146099284 – corona virus cells with warning street tape

According to a May 17 article in USA Today, car companies are investigating ways to virus-proof their vehicles to win customers concerned about infectious diseases once the coronavirus pandemic fades. Ideas under consideration include blasting car interiors with ultraviolet light, using foggers to spray disinfectants, having upgraded air filtration systems and employing antimicrobial materials.

A third of car buyers recently told Cox Automotive they are more likely to consider air quality features for their next vehicle than before COVID-19. In a five-country survey, 80% of respondents in the U.S., China, Japan, Germany and Italy told consultant IHS Markit they’d be willing to pay extra disinfecting systems.

A Michigan tech company has begun making UVC lights to sterilize the inside of ambulances, police cars and other emergency vehicles. UVA light is a component of the natural sunlight we’re exposed to daily. Shorter wavelength UVC is more toxic, but normally screened out by the Earth’s atmosphere. It can be produced by artificial lights and arc welders. It’s a technology that scientists have been working on for some time, although COVID-19 has prioritized it.

The demand in mass transit and For-Hire Vehicles (FHVs) is obviously more significant to many travelers.

“Recent events have directed us to investigate additional technologies for improving cabin air for our heating and air-conditioning systems. We’re also looking at antimicrobial materials and easily-cleanable surfaces for our interiors,” a Fiat Chrysler spokesperson said.

“COVID-19 will prompt more focus on air filtration and, perhaps, on more segregated climate zones in the cockpit, features there was already movement toward,” said Eric Noble of product development consultant The Carlab.

UV light can’t be used when people are in the vehicle, but its sterilizing effect is cumulative. It would apply short bursts every time the vehicle is empty work, with a full cleaning between shifts or at the end of the day. The lights can be integrated into headliners or existing lighting systems.

Irradiating air in the climate control system’s ducts is another possibility. Motion sensors and thermometers can determine the vehicle is empty and ready for irradiation.

Fogging systems that spray hydrogen peroxide or other disinfectants into the cabin air are other candidates, and another system that would require occupant detection for safety.

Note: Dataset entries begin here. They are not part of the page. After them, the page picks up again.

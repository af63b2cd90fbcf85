//! Turning artifacts and addresses into component runners.
//!
//! A [`ComponentMaker`] knows how to configure every component of one
//! release. Each component method builds the default config for this node,
//! applies the caller's modifier and returns a runner that launches the
//! component with that config.

use std::fs;
use std::path::{Path, PathBuf};
use std::sync::Arc;
use std::time::Duration;

use dusts_runner::{CommandRunner, CommandSpec, ComponentLog, Runner};
use serde::Serialize;
use tempfile::TempDir;
use tracing::{debug, info};

use crate::addresses::{offset_port, split_host_port, ComponentAddresses};
use crate::artifacts::BuiltArtifacts;
use crate::certs::{CertAuthority, SslConfig};
use crate::config::plumbing::{ConsulPorts, RouterLogging, RouterNats, RouterStatus};
use crate::config::{
    legacy, AuctioneerConfig, BbsConfig, ClientLocketConfig, ComponentConfig, ConsulConfig,
    FileServerConfig, GardenConfig, LocketConfig, RepConfig, RouteEmitterConfig, RouterConfig,
    SshProxyConfig,
};
use crate::error::WorldError;
use crate::ports::PortAllocator;
use crate::sql::SqlRunner;
use crate::version::ConfigStyle;

/// Modifier that leaves a config as it is.
pub fn unchanged<C>(_: &mut C) {}

/// The components an upgrader swaps between versions.
pub trait ComponentFactory: Send + Sync {
    fn bbs(&self, modify: &dyn Fn(&mut BbsConfig)) -> Result<Box<dyn Runner>, WorldError>;

    fn locket(&self, modify: &dyn Fn(&mut LocketConfig)) -> Result<Box<dyn Runner>, WorldError>;

    fn auctioneer(
        &self,
        modify: &dyn Fn(&mut AuctioneerConfig),
    ) -> Result<Box<dyn Runner>, WorldError>;

    fn rep_n(
        &self,
        index: u32,
        modify: &dyn Fn(&mut RepConfig),
    ) -> Result<Box<dyn Runner>, WorldError>;

    fn route_emitter_n(
        &self,
        index: u32,
        modify: &dyn Fn(&mut RouteEmitterConfig),
    ) -> Result<Box<dyn Runner>, WorldError>;

    fn ssh_proxy(&self, modify: &dyn Fn(&mut SshProxyConfig))
        -> Result<Box<dyn Runner>, WorldError>;

    /// Cell id of the `index`th rep.
    fn cell_id(&self, index: u32) -> String;

    /// Evacuation endpoint of the `index`th rep.
    fn rep_evacuation_url(&self, index: u32) -> Result<String, WorldError>;
}

/// Files created by [`ComponentMaker::setup`].
struct Environment {
    work_dir: TempDir,
    bbs_ssl: SslConfig,
    server_cert: PathBuf,
    server_key: PathBuf,
    ssh_host_key: String,
}

pub struct ComponentMaker {
    artifacts: BuiltArtifacts,
    addresses: ComponentAddresses,
    allocator: Arc<PortAllocator>,
    authority: Arc<CertAuthority>,
    style: ConfigStyle,
    node: u32,
    default_rootfs: String,
    log: Option<ComponentLog>,
    env: Option<Environment>,
}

Supplier Magna is evaluating an ozone-generating system it used to disinfect personal protective equipment for automotive use.

Lear makes antimicrobial leather and fabrics that resist viruses, bacteria, mold and fungus.

Antimicrobial treatments don’t necessarily remain effective as long as most vehicles stay in use, though. Buyers should find out how long the protection they pay for will last, if it can be renewed, and how much that costs.

Digital payments for gas, food and electric charging can eliminate physical contact with credit card readers and payment counters other customers have touched. Lear’s Xevo Market and General Motors’ Marketplace allow you to pay for goods remotely.

General Motors has also created a program for its dealers to clean their facilities and vehicles to Centers for Disease Control and Prevention standards.

“We know that our customers’ expectations have changed and that more will need to be done to meet those expectations,” said Barry Engle, president of GM North America. “Our engineering, service and sales teams have worked closely with our dealer network to develop a program that follows best practices regarding the delivery of new, used or serviced vehicles.